What the shrinking economy means to non-residential property
13-03-2009
During the fourth quarter of 2008, real GDP contracted by nearly 2% (annualized quarter-on-quarter), and the outlook for 2009 continues to look bleak. And you had better not expect any growth in 2009.
A weak economy could of course result in poor or stagnating market rental growth – one of the crucial drivers of value.
The office and industrial sectors are in the up leg of a long cycle, which in itself has incorporated more than one business cycle. Now that we’re into a business-cycle recession, we will in turn see a sharp slowdown in office and industrial rental growth in the wake of weakening demand for space. Plus we must remember that there is still some supply left in the pipeline and thus vacancies will begin to rise.”
But there is an upside down the line. At the first signs of a real recovery in the economy, the strong growth that this sector of the property market has experienced in the recent past will recommence, because its fundamentals are solid.

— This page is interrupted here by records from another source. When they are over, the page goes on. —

//! Deferred product image upload.
//!
//! Files picked in the product form are validated and parked here under a
//! random id. Only when the form is saved are they sent to the API; until
//! then the form carries `staged:<id>` values. Entries expire after an hour.

use std::sync::Arc;
use std::time::Duration;

use moka::future::Cache;
use tracing::{debug, info, warn};
use uuid::Uuid;

use segishop_core::upload::{ImageSlot, UploadError, UploadPolicy};

use crate::api::CatalogApi;

const STAGING_TTL: Duration = Duration::from_secs(60 * 60);
const STAGING_CAPACITY: u64 = 200;

/// A validated file waiting for upload.
#[derive(Debug)]
pub struct StagedImage {
    pub file_name: String,
    pub content_type: String,
    pub bytes: Vec<u8>,
}

/// In-memory staging area shared by all admin requests.
#[derive(Clone)]
pub struct ImageStaging {
    cache: Cache<String, Arc<StagedImage>>,
    policy: UploadPolicy,
}

impl ImageStaging {
    #[must_use]
    pub fn new(policy: UploadPolicy) -> Self {
        let cache = Cache::builder()
            .max_capacity(STAGING_CAPACITY)
            .time_to_live(STAGING_TTL)
            .build();
        Self { cache, policy }
    }

    #[must_use]
    pub const fn policy(&self) -> &UploadPolicy {
        &self.policy
    }

    /// Validate a file and park it. Returns the staging id.
    ///
    /// # Errors
    ///
    /// Returns the [`UploadError`] for a wrong type, an empty file or one
    /// over the size limit.
    pub async fn stage(
        &self,
        file_name: &str,
        content_type: &str,
        bytes: Vec<u8>,
    ) -> Result<String, UploadError> {
        self.policy.validate(content_type, bytes.len())?;
        let id = Uuid::new_v4().to_string();
        debug!(staging_id = %id, file_name, size = bytes.len(), "Image staged");
        self.cache
            .insert(
                id.clone(),
                Arc::new(StagedImage {
                    file_name: file_name.to_owned(),
                    content_type: content_type.trim().to_ascii_lowercase(),
                    bytes,
                }),
            )
            .await;
        Ok(id)
    }

    pub async fn get(&self, id: &str) -> Option<Arc<StagedImage>> {
        self.cache.get(id).await
    }

    pub async fn discard(&self, id: &str) {
        self.cache.invalidate(id).await;
    }

    /// Turn form slots into stored URLs, uploading staged files in order.
    ///
    /// A staged file that fails to upload, or has expired, is logged and
    /// skipped; the rest continue.
    pub async fn resolve(&self, api: &dyn CatalogApi, slots: &[ImageSlot]) -> Vec<String> {
        let mut urls = Vec::with_capacity(slots.len());
        for slot in slots {
            match slot {
                ImageSlot::Uploaded(url) => urls.push(url.clone()),
                ImageSlot::Staged(id) => {
                    let Some(staged) = self.get(id).await else {
                        warn!(staging_id = %id, "Staged image expired before upload");
                        continue;
                    };
                    match api
                        .upload_image(&staged.file_name, &staged.content_type, staged.bytes.clone())
                        .await
                    {
                        Ok(url) => {
                            info!(staging_id = %id, url = %url, "Staged image uploaded");
                            self.discard(id).await;
                            urls.push(url);
                        }
                        Err(e) => {
                            warn!(staging_id = %id, file_name = %staged.file_name, error = %e, "Image upload failed, skipping");
                        }
                    }
                }
            }
        }
        urls
    }
}

impl std::fmt::Debug for ImageStaging {
    fn fmt(&self, f: &mut std::fmt::Formatter<'_>) -> std::fmt::Result {
        f.debug_struct("ImageStaging")
            .field("entries", &self.cache.entry_count())
            .field("policy", &self.policy)
            .finish()
    }
}

#[cfg(test)]
#[allow(clippy::unwrap_used)]
mod tests {
    use super::*;

    #[tokio::test]
    async fn test_stage_and_fetch() {
        let staging = ImageStaging::new(UploadPolicy::default());
        let id = staging
            .stage("mug.png", "image/PNG", vec![1, 2, 3])
            .await
            .unwrap();
        let staged = staging.get(&id).await.unwrap();
        assert_eq!(staged.file_name, "mug.png");
        assert_eq!(staged.content_type, "image/png");

        staging.discard(&id).await;
        assert!(staging.get(&id).await.is_none());
    }

    #[tokio::test]
    async fn test_stage_rejects_invalid_files() {
        let staging = ImageStaging::new(UploadPolicy::default());
        assert!(matches!(
            staging.stage("a.gif", "image/gif", vec![1]).await,
            Err(UploadError::UnsupportedType { .. })
        ));
        assert_eq!(
            staging.stage("a.png", "image/png", Vec::new()).await,
            Err(UploadError::Empty)
        );
    }
}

The news, however, looks bleaker for the industrial sector as it will be harder hit than the office sector. Firstly, because the industrial market was the first of the two sectors out of the starting blocks and is thus further on the curve, and, secondly, it is influenced by the worldwide consumer slowdown that has in turn impacted on manufacturing and retail warehousing.
As far as shopping centres are concerned, we expect this sector to follow a similar path to that of the housing market. Both are consumer dependent – and those consumers have been living beyond their means for a while now and corrections are taking place.
In addition, there is still a great deal of shopping-centre development in the pipeline. This sector has been the darling of property investors since the start of the decade, and this has now come to an end.